“There is no room for politics in our court system,” defense attorney Nenye Uche said in a news conference shortly after the actor’s release. “Regardless of what you think about this case … the real question is, should Black men be walked into jail for a Class 4 felony?”
“That’s a disgrace,” the attorney added. Uche, as well as other attorneys from the team who spoke Wednesday, criticized the judge who sentenced Smollett last week. Cook County Judge James Linn spoke to the actor for more than half an hour, criticizing his actions.
“The judge spent a great deal of time chastising, berating my client,” Uche said. “I’ve never seen that before.”
Over the past six days in jail, Smollett did not eat anything besides ice water, Uche said.
Smollett’s defense filed the emergency motion last week, arguing he would be “irreparably harmed” if he serves a sentence for convictions that may be reversed, adding that he will likely serve his jail time before the completion of his appeal.
The attorneys added that exposure to Covid-19 is a serious risk because Smollett is immunocompromised.
The court granted the attorneys’ motion, reasoning that it would be “unable to dispose of the instant appeal before the defendant would have served his entire sentence of incarceration.”

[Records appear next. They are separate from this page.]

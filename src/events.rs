// src/events.rs
//
// Lifecycle event bus.
//
// Room, participant, track and negotiation changes are published as
// `MeetEvent`s on a single `tokio::sync::broadcast` channel.  The SSE
// endpoint is the main consumer; tests subscribe to observe the SFU.
//
// ────────────────────────────────────────────────────────────────────────────

use chrono::{DateTime, Utc};
use serde::{Deserialize, Serialize};
use tokio::sync::broadcast;
use tracing::debug;

use crate::room::TrackKey;
use crate::transport::MediaKind;

// ─── Event types ────────────────────────────────────────────────────────────

#[derive(Debug, Clone, Copy, PartialEq, Eq, Hash, Serialize, Deserialize)]
pub enum EventType {
    #[serde(rename = "room.created")]
    RoomCreated,
    #[serde(rename = "room.deleted")]
    RoomDeleted,
    #[serde(rename = "participant.joined")]
    ParticipantJoined,
    #[serde(rename = "participant.left")]
    ParticipantLeft,
    #[serde(rename = "track.published")]
    TrackPublished,
    #[serde(rename = "track.unpublished")]
    TrackUnpublished,
    #[serde(rename = "session.renegotiated")]
    SessionRenegotiated,
    #[serde(rename = "relay.stopped")]
    RelayStopped,
}

impl EventType {
    /// Name used in SSE `event:` fields and `types=` filters.
    pub fn as_str(&self) -> &'static str {
        match self {
            Self::RoomCreated => "room.created",
            Self::RoomDeleted => "room.deleted",
            Self::ParticipantJoined => "participant.joined",
            Self::ParticipantLeft => "participant.left",
            Self::TrackPublished => "track.published",
            Self::TrackUnpublished => "track.unpublished",
            Self::SessionRenegotiated => "session.renegotiated",
            Self::RelayStopped => "relay.stopped",
        }
    }
}

impl std::fmt::Display for EventType {
    fn fmt(&self, f: &mut std::fmt::Formatter<'_>) -> std::fmt::Result {
        f.write_str(self.as_str())
    }
}

// ─── Event payloads ─────────────────────────────────────────────────────────

#[derive(Debug, Clone, Serialize, Deserialize)]
pub struct RoomPayload {
    pub room_id: String,
    pub creator: String,
}

#[derive(Debug, Clone, Serialize, Deserialize)]
pub struct ParticipantPayload {
    pub room_id: String,
    pub peer_id: String,
    pub role: String,
}

#[derive(Debug, Clone, Serialize, Deserialize)]
pub struct TrackPayload {
    pub room_id: String,
    pub publisher: String,
    pub track_id: String,
    pub kind: String,
}

#[derive(Debug, Clone, Serialize, Deserialize)]
pub struct NegotiationPayload {
    pub room_id: String,
    pub peer_id: String,
    pub generation: u64,
    pub tracks: usize,
}

#[derive(Debug, Clone, Serialize, Deserialize)]
pub struct RelayPayload {
    pub room_id: String,
    pub publisher: String,
    pub track_id: String,
    pub subscriber: String,
    /// No subscriber is left on the track.
    pub last: bool,
}

#[derive(Debug, Clone, Serialize, Deserialize)]
#[serde(untagged)]
pub enum EventPayload {
    Relay(RelayPayload),
    Negotiation(NegotiationPayload),
    Track(TrackPayload),
    Participant(ParticipantPayload),
    Room(RoomPayload),
}

// ─── The event envelope ─────────────────────────────────────────────────────

/// ```json
/// {
///   "id":         "evt_a1b2c3d4-...",
///   "type":       "participant.joined",
///   "created_at": "2025-06-15T14:22:33.123Z",
///   "data": { "room_id": "r1", "peer_id": "bob", "role": "subscriber" }
/// }
/// ```
#[derive(Debug, Clone, Serialize, Deserialize)]
pub struct MeetEvent {
    pub id: String,
    #[serde(rename = "type")]
    pub event_type: EventType,
    pub created_at: DateTime<Utc>,
    pub data: EventPayload,
}

impl MeetEvent {
    pub fn room_created(room_id: &str, creator: &str) -> Self {
        Self::new(
            EventType::RoomCreated,
            EventPayload::Room(RoomPayload {
                room_id: room_id.to_string(),
                creator: creator.to_string(),
            }),
        )
    }

    pub fn room_deleted(room_id: &str, creator: &str) -> Self {
        Self::new(
            EventType::RoomDeleted,
            EventPayload::Room(RoomPayload {
                room_id: room_id.to_string(),
                creator: creator.to_string(),
            }),
        )
    }

    pub fn participant_joined(room_id: &str, peer_id: &str, role: &str) -> Self {
        Self::new(
            EventType::ParticipantJoined,
            EventPayload::Participant(ParticipantPayload {
                room_id: room_id.to_string(),
                peer_id: peer_id.to_string(),
                role: role.to_string(),
            }),
        )
    }

    pub fn participant_left(room_id: &str, peer_id: &str, role: &str) -> Self {
        Self::new(
            EventType::ParticipantLeft,
            EventPayload::Participant(ParticipantPayload {
                room_id: room_id.to_string(),
                peer_id: peer_id.to_string(),
                role: role.to_string(),
            }),
        )
    }

    pub fn track_published(room_id: &str, key: &TrackKey, kind: MediaKind) -> Self {
        Self::new(EventType::TrackPublished, track_payload(room_id, key, kind))
    }

    pub fn track_unpublished(room_id: &str, key: &TrackKey, kind: MediaKind) -> Self {
        Self::new(EventType::TrackUnpublished, track_payload(room_id, key, kind))
    }

    pub fn session_renegotiated(room_id: &str, peer_id: &str, generation: u64, tracks: usize) -> Self {
        Self::new(
            EventType::SessionRenegotiated,
            EventPayload::Negotiation(NegotiationPayload {
                room_id: room_id.to_string(),
                peer_id: peer_id.to_string(),
                generation,
                tracks,
            }),
        )
    }

    pub fn relay_stopped(room_id: &str, key: &TrackKey, subscriber: &str, last: bool) -> Self {
        Self::new(
            EventType::RelayStopped,
            EventPayload::Relay(RelayPayload {
                room_id: room_id.to_string(),
                publisher: key.publisher.clone(),
                track_id: key.track_id.clone(),
                subscriber: subscriber.to_string(),
                last,
            }),
        )
    }

    fn new(event_type: EventType, data: EventPayload) -> Self {
        Self {
            id: format!("evt_{}", uuid::Uuid::new_v4()),
            event_type,
            created_at: Utc::now(),
            data,
        }
    }

    pub fn room_id(&self) -> &str {
        match &self.data {
            EventPayload::Room(p) => &p.room_id,
            EventPayload::Participant(p) => &p.room_id,
            EventPayload::Track(p) => &p.room_id,
            EventPayload::Negotiation(p) => &p.room_id,
            EventPayload::Relay(p) => &p.room_id,
        }
    }
}

fn track_payload(room_id: &str, key: &TrackKey, kind: MediaKind) -> EventPayload {
    EventPayload::Track(TrackPayload {
        room_id: room_id.to_string(),
        publisher: key.publisher.clone(),
        track_id: key.track_id.clone(),
        kind: kind.as_str().to_string(),
    })
}

// ─── EventBus ───────────────────────────────────────────────────────────────

/// Broadcast fan-out of `MeetEvent`s.  Cheap to clone.
///
/// Subscribers more than 4096 events behind skip ahead
/// (`broadcast::RecvError::Lagged`).
#[derive(Clone)]
pub struct EventBus {
    tx: broadcast::Sender<MeetEvent>,
}

impl EventBus {
    pub fn new() -> Self {
        Self::with_capacity(4096)
    }

    pub fn with_capacity(cap: usize) -> Self {
        let (tx, _) = broadcast::channel(cap);
        Self { tx }
    }

    /// Publish an event and return how many subscribers will see it.
    pub fn emit(&self, event: MeetEvent) -> usize {
        debug!(event_type = %event.event_type, event_id = %event.id, room_id = %event.room_id(), "event emitted");
        // Err only means nobody is listening.
        self.tx.send(event).unwrap_or(0)
    }

    pub fn subscribe(&self) -> broadcast::Receiver<MeetEvent> {
        self.tx.subscribe()
    }
}

impl Default for EventBus {
    fn default() -> Self {
        Self::new()
    }
}

// ─── Tests ──────────────────────────────────────────────────────────────────

#[cfg(test)]
mod tests {
    use super::*;

    #[test]
    fn event_type_serialization() {
        let json = serde_json::to_string(&EventType::TrackPublished).unwrap();
        assert_eq!(json, "\"track.published\"");

        let parsed: EventType = serde_json::from_str("\"relay.stopped\"").unwrap();
        assert_eq!(parsed, EventType::RelayStopped);
    }

    #[test]
    fn event_envelope_json() {
        let evt = MeetEvent::track_published("r1", &TrackKey::new("alice", "cam"), MediaKind::Video);
        let value = serde_json::to_value(&evt).unwrap();
        assert_eq!(value["type"], "track.published");
        assert_eq!(value["data"]["publisher"], "alice");
        assert_eq!(value["data"]["kind"], "video");
        assert!(evt.id.starts_with("evt_"));
    }

    #[test]
    fn payloads_round_trip_to_their_variant() {
        let evt = MeetEvent::relay_stopped("r1", &TrackKey::new("alice", "cam"), "bob", true);
        let json = serde_json::to_string(&evt).unwrap();
        let back: MeetEvent = serde_json::from_str(&json).unwrap();
        assert!(matches!(back.data, EventPayload::Relay(RelayPayload { last: true, .. })));

        let evt = MeetEvent::participant_left("r1", "bob", "subscriber");
        let back: MeetEvent = serde_json::from_str(&serde_json::to_string(&evt).unwrap()).unwrap();
        assert!(matches!(back.data, EventPayload::Participant(_)));
    }

    #[tokio::test]
    async fn bus_fanout() {
        let bus = EventBus::new();
        let mut rx1 = bus.subscribe();
        let mut rx2 = bus.subscribe();

        let n = bus.emit(MeetEvent::room_created("r1", "alice"));
        assert_eq!(n, 2);

        let e1 = rx1.recv().await.unwrap();
        let e2 = rx2.recv().await.unwrap();
        assert_eq!(e1.id, e2.id);
        assert_eq!(e1.room_id(), "r1");
    }

    #[test]
    fn emit_without_subscribers_is_fine() {
        let bus = EventBus::with_capacity(4);
        assert_eq!(bus.emit(MeetEvent::room_deleted("r1", "alice")), 0);
    }
}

In their response filed Wednesday, prosecutors vehemently disagreed with the defense’s reasoning, arguing that there is “no emergency that warrants the extraordinary relief” of delaying Smollett’s sentence while his appeal is pending.
“Mr. Smollett asserts that he is entitled a stay because he will most likely serve his short, 150-day jail sentence before his appeal on the merits is decided,” part of the response read. “According to this logic, every defendant sentenced to a term of imprisonment less than a few years would automatically receive a stay pending appeal.”
Smollett had an outburst in court last week
Smollett maintained his innocence under oath during his trial.
But during last week’s sentencing, Judge James Linn told Smollett, “You’re not a victim of a racial hate crime, you’re not a victim of a homophobic hate crime. You’re just a charlatan pretending to be a victim of a hate crime.”
The judge spoke for more than half an hour during the proceeding, telling the actor that while many people vouched for Smollett and his character and asked the judge for a lenient sentence, Smollett’s premeditation in the act he orchestrated was an “aggravating factor” in the case.
“You do have quite a record of real community service,” the judge said Thursday. “I’m mindful of pleas of mercy, particularly from people that are in the arena.” But, ultimately, the judge said, this act showed Smollett’s “dark side.”
Following the announcement of his sentence, Smollett addressed the judge, saying “I did not do this,” before turning to the court and exclaiming he was not suicidal, and that “if anything happens to me when I go in there, I did not do it to myself. And you must all know that.”
On Friday, the actor was being housed “in his own cell, which is monitored by security cameras in the cell and by an officer wearing a body worn camera who is stationed at the entrance of the cell to ensure that Mr. Smollett is under direct observation at all times,” the Cook County Sheriff’s Office said, stressing that the actor was not being held in solitary confinement.
Attorney calls charges unconstitutional
Webb said last week he was “extraordinarily pleased” with the sentence Judge Linn handed down and that the judge’s comments showed “he clearly has understood … that this was a course of conduct that deserved severe punishment.”
But during Wednesday night’s news conference, Uche, one of Smollett’s attorney’s, called the proceedings in the case unconstitutional, as Smollett had already been charged before, had paid $10,000 and done community service.
“When this case was initially re-indicted, when this case was prosecuted, when this case was sentenced, at each of those steps I wondered to myself whether Chicago has ceded from the Union. Because in this country, you cannot punish a person twice,” the attorney said. “While everyone was focused on the sensationalism surrounding this case, people were not focused on the constitutionality of the prosecution.”